WHAT THIS TASK INVOLVES >> Exactly as written, output each of the entries below.
- - - - -
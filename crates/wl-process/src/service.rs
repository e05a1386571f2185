//! `ServiceProcess` — serves up to a fixed capacity from the queue head.

use log::debug;

use wl_core::PERIOD_LENGTH_TICKS;

use crate::{Process, ProcessContext, ProcessResult, Resume};

/// Drains up to `capacity_per_period` entities per period, FIFO.
///
/// Each served entity's wait (`now - arrival`) is recorded, and one
/// [`PeriodRecord`][crate::PeriodRecord] is emitted per round, even when
/// nothing could be served.  Unused capacity is lost; it never carries over
/// to a later period.
pub struct ServiceProcess {
    capacity_per_period: u32,
}

impl ServiceProcess {
    pub fn new(capacity_per_period: u32) -> Self {
        Self { capacity_per_period }
    }
}

impl Process for ServiceProcess {
    fn name(&self) -> &'static str {
        "service"
    }

    fn resume(&mut self, ctx: &mut ProcessContext<'_>) -> ProcessResult<Resume> {
        let mut served = 0u64;
        for _ in 0..self.capacity_per_period {
            let Some(entity) = ctx.queue.pop_front()? else {
                break;
            };
            ctx.metrics.record_wait(entity.wait_until(ctx.now));
            served += 1;
        }

        let record = ctx
            .metrics
            .record_period(ctx.now, ctx.queue.len() as u64, served)?;
        debug!(
            "{}: period {} served {}/{}, queue length {}",
            ctx.now, record.period.0, served, self.capacity_per_period, record.queue_length
        );
        Ok(Resume::After(PERIOD_LENGTH_TICKS))
    }
}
- - - - -
ANSWER SPACE >>
filename crates/wl-process/src/service.rs
repository e05a1386571f2185
//! `ServiceProcess` — serves up to a fixed capacity from the queue head.

use log::debug;

use wl_core::PERIOD_LENGTH_TICKS;

use crate::{Process, ProcessContext, ProcessResult, Resume};

/// Drains up to `capacity_per_period` entities per period, FIFO.
///
/// Each served entity's wait (`now - arrival`) is recorded, and one
/// [`PeriodRecord`][crate::PeriodRecord] is emitted per round, even when
/// nothing could be served.  Unused capacity is lost; it never carries over
/// to a later period.
pub struct ServiceProcess {
    capacity_per_period: u32,
}

impl ServiceProcess {
    pub fn new(capacity_per_period: u32) -> Self {
        Self { capacity_per_period }
    }
}

impl Process for ServiceProcess {
    fn name(&self) -> &'static str {
        "service"
    }

    fn resume(&mut self, ctx: &mut ProcessContext<'_>) -> ProcessResult<Resume> {
        let mut served = 0u64;
        for _ in 0..self.capacity_per_period {
            let Some(entity) = ctx.queue.pop_front()? else {
                break;
            };
            ctx.metrics.record_wait(entity.wait_until(ctx.now));
            served += 1;
        }

        let record = ctx
            .metrics
            .record_period(ctx.now, ctx.queue.len() as u64, served)?;
        debug!(
            "{}: period {} served {}/{}, queue length {}",
            ctx.now, record.period.0, served, self.capacity_per_period, record.queue_length
        );
        Ok(Resume::After(PERIOD_LENGTH_TICKS))
    }
}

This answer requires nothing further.